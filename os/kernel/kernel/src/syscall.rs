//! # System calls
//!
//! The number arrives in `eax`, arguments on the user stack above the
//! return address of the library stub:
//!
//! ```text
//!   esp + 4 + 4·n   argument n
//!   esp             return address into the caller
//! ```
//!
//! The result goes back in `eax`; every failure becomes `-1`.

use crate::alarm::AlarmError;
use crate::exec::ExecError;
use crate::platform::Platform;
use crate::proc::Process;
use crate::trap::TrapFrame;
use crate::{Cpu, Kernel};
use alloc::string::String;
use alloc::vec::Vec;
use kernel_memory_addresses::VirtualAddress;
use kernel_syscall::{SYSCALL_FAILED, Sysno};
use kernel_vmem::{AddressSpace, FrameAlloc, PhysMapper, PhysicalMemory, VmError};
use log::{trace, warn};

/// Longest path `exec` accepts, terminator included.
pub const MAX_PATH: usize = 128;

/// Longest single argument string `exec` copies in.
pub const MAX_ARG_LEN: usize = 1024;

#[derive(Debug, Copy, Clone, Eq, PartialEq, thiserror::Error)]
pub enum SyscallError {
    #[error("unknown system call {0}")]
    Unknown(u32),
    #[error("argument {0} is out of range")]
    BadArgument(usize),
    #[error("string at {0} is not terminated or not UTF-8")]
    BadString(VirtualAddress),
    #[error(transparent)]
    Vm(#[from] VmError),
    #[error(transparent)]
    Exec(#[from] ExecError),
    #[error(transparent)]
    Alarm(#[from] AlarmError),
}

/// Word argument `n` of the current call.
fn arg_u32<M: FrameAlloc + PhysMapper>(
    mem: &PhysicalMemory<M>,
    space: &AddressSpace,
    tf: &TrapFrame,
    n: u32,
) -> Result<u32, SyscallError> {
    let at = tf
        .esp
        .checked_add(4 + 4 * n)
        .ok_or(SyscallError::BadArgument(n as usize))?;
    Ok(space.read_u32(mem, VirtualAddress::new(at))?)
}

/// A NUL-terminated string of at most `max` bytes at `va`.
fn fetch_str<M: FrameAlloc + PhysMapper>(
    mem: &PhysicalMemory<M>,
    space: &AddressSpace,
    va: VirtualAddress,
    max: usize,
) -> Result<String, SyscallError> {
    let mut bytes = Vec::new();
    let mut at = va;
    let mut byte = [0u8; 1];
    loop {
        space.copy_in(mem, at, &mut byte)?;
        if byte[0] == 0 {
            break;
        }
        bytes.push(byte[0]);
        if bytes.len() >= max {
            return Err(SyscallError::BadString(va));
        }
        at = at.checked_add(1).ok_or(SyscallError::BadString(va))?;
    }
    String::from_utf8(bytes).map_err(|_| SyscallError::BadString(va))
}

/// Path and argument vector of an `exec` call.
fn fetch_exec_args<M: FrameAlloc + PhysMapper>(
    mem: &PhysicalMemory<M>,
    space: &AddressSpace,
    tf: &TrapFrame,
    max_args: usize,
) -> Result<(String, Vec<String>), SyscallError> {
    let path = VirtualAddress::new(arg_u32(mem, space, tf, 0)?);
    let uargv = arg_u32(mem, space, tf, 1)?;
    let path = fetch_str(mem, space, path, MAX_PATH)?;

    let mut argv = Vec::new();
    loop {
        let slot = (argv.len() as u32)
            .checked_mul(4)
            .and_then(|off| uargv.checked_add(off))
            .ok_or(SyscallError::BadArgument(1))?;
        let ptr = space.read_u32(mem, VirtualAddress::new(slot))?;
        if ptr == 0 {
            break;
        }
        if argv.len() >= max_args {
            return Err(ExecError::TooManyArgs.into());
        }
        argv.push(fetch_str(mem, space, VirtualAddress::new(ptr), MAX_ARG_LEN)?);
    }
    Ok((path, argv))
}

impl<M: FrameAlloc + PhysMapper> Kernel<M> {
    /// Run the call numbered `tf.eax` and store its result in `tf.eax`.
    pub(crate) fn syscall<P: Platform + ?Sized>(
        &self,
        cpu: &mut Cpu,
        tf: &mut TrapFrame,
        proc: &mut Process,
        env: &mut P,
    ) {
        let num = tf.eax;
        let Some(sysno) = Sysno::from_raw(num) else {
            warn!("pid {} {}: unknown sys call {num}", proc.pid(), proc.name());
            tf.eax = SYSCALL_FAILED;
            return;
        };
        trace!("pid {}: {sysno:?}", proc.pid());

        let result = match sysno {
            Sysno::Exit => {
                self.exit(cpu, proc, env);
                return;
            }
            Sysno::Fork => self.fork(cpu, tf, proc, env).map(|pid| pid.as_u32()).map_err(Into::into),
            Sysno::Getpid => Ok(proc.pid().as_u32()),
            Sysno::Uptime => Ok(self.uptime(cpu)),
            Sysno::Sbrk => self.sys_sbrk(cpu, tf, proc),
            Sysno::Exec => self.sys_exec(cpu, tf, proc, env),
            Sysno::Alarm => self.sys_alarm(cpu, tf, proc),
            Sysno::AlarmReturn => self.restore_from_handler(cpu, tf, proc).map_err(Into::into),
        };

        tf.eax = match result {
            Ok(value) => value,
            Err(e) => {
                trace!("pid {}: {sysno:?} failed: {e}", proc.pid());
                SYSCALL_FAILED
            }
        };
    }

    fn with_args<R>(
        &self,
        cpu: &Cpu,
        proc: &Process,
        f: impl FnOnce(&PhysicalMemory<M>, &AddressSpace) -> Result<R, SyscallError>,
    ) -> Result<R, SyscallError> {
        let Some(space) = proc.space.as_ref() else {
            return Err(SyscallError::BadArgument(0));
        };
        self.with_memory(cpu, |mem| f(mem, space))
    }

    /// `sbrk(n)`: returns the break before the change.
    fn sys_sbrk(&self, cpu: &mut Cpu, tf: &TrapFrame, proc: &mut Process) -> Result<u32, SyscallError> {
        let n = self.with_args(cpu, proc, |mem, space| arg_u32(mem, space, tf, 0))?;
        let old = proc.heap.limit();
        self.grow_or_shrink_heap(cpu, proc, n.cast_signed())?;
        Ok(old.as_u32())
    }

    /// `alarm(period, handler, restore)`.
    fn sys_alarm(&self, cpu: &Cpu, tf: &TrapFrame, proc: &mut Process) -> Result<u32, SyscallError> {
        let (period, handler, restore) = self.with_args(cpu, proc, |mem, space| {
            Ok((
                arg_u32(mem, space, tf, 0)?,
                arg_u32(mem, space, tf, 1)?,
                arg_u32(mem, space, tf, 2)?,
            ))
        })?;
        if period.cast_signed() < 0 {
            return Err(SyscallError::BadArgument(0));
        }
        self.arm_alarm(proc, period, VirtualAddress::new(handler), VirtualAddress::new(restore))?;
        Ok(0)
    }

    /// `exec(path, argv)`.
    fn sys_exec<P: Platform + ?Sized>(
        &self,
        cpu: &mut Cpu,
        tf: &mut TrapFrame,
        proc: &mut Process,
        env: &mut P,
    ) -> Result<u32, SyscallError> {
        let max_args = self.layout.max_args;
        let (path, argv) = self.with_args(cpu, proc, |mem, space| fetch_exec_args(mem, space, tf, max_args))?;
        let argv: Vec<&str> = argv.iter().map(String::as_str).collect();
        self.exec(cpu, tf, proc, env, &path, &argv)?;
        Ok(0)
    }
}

* * * * * * *

■ Work required
Where a line of the records includes "VirtualAddress", copy it.

■ Written answer
use kernel_memory_addresses::VirtualAddress;
    BadString(VirtualAddress),
    Ok(space.read_u32(mem, VirtualAddress::new(at))?)
    va: VirtualAddress,
    let path = VirtualAddress::new(arg_u32(mem, space, tf, 0)?);
        let ptr = space.read_u32(mem, VirtualAddress::new(slot))?;
        argv.push(fetch_str(mem, space, VirtualAddress::new(ptr), MAX_ARG_LEN)?);
        self.arm_alarm(proc, period, VirtualAddress::new(handler), VirtualAddress::new(restore))?;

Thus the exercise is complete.